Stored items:
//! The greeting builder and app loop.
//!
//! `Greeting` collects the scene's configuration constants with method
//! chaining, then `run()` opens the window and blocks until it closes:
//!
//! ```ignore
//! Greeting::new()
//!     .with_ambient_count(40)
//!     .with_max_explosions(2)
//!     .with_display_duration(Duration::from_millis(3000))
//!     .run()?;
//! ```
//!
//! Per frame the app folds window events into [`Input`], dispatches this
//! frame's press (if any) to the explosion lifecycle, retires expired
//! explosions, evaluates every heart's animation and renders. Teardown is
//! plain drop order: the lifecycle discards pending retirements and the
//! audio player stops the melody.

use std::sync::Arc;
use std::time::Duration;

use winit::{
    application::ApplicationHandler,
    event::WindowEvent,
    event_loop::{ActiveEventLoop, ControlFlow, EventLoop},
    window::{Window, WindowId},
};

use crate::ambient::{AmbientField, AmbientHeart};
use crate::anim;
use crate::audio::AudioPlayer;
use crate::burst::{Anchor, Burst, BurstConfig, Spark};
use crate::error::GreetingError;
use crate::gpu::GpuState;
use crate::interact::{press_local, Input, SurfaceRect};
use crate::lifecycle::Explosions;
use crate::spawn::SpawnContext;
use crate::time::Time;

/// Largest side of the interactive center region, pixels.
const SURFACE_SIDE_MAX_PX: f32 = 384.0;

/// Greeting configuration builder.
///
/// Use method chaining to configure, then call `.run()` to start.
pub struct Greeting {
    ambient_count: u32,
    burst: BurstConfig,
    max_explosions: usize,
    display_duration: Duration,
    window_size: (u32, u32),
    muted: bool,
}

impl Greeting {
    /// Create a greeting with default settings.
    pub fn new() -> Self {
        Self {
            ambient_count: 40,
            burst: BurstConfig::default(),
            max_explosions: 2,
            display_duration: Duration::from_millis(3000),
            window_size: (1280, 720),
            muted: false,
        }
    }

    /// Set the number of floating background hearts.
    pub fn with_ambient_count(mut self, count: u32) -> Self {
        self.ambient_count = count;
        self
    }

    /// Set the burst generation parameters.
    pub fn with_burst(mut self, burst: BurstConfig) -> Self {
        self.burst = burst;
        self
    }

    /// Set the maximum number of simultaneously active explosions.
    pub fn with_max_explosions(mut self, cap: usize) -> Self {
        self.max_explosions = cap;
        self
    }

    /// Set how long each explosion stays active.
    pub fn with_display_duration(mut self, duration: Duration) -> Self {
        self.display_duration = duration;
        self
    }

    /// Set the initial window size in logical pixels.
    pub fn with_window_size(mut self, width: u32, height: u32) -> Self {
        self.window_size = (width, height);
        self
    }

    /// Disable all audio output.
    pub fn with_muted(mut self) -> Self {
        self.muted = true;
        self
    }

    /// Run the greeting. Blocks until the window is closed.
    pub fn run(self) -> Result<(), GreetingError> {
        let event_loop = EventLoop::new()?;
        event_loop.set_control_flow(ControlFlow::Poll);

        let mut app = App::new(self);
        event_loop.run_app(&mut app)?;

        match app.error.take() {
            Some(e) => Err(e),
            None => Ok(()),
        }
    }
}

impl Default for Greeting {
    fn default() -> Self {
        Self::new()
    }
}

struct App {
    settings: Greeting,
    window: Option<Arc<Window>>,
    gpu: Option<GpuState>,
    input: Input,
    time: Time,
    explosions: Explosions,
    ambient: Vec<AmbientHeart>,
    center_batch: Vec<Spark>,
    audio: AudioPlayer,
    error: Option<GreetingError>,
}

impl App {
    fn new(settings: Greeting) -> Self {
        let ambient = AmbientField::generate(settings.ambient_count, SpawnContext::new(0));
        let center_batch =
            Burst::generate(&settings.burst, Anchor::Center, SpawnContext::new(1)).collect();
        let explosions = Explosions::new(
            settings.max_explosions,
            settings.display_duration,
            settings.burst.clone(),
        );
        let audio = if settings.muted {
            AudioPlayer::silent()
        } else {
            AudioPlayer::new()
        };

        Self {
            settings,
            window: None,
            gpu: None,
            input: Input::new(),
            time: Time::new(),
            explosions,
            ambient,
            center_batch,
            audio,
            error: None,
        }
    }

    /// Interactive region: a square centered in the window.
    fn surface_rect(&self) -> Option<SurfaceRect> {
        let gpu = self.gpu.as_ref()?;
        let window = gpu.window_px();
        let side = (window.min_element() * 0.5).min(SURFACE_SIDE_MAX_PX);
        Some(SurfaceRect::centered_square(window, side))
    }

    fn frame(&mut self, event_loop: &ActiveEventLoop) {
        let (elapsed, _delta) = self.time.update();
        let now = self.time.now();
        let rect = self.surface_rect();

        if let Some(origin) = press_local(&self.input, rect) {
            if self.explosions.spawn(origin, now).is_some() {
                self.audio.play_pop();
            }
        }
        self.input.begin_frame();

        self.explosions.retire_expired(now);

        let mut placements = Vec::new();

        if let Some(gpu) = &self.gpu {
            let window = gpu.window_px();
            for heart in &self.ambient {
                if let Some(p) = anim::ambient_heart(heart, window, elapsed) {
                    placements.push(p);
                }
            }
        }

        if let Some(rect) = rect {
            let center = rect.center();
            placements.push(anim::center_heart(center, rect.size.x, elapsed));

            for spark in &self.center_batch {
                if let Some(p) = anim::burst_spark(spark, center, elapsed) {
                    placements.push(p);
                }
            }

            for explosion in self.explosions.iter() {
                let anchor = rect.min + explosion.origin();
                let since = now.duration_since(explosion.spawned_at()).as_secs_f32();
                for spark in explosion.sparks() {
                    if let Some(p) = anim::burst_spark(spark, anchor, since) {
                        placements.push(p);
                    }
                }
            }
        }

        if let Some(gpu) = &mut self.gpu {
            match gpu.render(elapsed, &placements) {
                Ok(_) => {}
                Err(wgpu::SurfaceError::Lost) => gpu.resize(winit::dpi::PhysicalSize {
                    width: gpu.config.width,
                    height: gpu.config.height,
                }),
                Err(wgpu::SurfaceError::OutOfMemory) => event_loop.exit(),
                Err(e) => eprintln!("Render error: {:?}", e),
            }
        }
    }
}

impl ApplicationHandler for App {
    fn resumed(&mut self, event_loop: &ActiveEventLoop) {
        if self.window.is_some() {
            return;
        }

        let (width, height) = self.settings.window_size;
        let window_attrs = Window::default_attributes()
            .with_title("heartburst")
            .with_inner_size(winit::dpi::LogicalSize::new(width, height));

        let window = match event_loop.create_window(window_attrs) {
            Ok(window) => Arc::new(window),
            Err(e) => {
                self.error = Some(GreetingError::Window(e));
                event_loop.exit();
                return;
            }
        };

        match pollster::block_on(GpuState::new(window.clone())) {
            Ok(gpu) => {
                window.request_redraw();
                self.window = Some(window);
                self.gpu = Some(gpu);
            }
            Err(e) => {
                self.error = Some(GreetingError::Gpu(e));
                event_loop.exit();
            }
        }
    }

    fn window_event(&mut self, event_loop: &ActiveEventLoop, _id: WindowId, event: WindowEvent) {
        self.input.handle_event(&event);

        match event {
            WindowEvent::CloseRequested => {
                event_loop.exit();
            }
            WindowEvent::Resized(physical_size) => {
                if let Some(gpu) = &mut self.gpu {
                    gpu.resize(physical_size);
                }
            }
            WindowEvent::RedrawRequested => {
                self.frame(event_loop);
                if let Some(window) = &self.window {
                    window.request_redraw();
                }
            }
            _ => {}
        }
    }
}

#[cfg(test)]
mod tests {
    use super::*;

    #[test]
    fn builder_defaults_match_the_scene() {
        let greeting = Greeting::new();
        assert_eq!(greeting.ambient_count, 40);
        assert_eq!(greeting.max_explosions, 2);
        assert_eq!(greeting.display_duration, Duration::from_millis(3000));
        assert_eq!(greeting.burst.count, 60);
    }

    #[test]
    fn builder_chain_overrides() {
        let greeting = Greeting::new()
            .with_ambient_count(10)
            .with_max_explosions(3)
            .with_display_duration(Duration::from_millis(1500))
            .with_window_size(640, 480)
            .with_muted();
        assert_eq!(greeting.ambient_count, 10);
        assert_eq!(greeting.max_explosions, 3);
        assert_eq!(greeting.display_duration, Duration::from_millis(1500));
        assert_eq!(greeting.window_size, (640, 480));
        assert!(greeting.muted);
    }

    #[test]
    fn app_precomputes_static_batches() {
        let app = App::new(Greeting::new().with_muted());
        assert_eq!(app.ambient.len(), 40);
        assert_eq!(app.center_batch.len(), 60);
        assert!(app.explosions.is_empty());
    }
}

- TASK BRIEF -
Out of the data above, set down the lines from the one with "let gpu = self.gpu.as_ref()?;" to the one with "if let Some(p) = anim::ambient_heart(heart, window, elapsed)", both included, exactly as written and with no additions.

- EXPECTED ANSWER -
        let gpu = self.gpu.as_ref()?;
        let window = gpu.window_px();
        let side = (window.min_element() * 0.5).min(SURFACE_SIDE_MAX_PX);
        Some(SurfaceRect::centered_square(window, side))
    }

    fn frame(&mut self, event_loop: &ActiveEventLoop) {
        let (elapsed, _delta) = self.time.update();
        let now = self.time.now();
        let rect = self.surface_rect();

        if let Some(origin) = press_local(&self.input, rect) {
            if self.explosions.spawn(origin, now).is_some() {
                self.audio.play_pop();
            }
        }
        self.input.begin_frame();

        self.explosions.retire_expired(now);

        let mut placements = Vec::new();

        if let Some(gpu) = &self.gpu {
            let window = gpu.window_px();
            for heart in &self.ambient {
                if let Some(p) = anim::ambient_heart(heart, window, elapsed) {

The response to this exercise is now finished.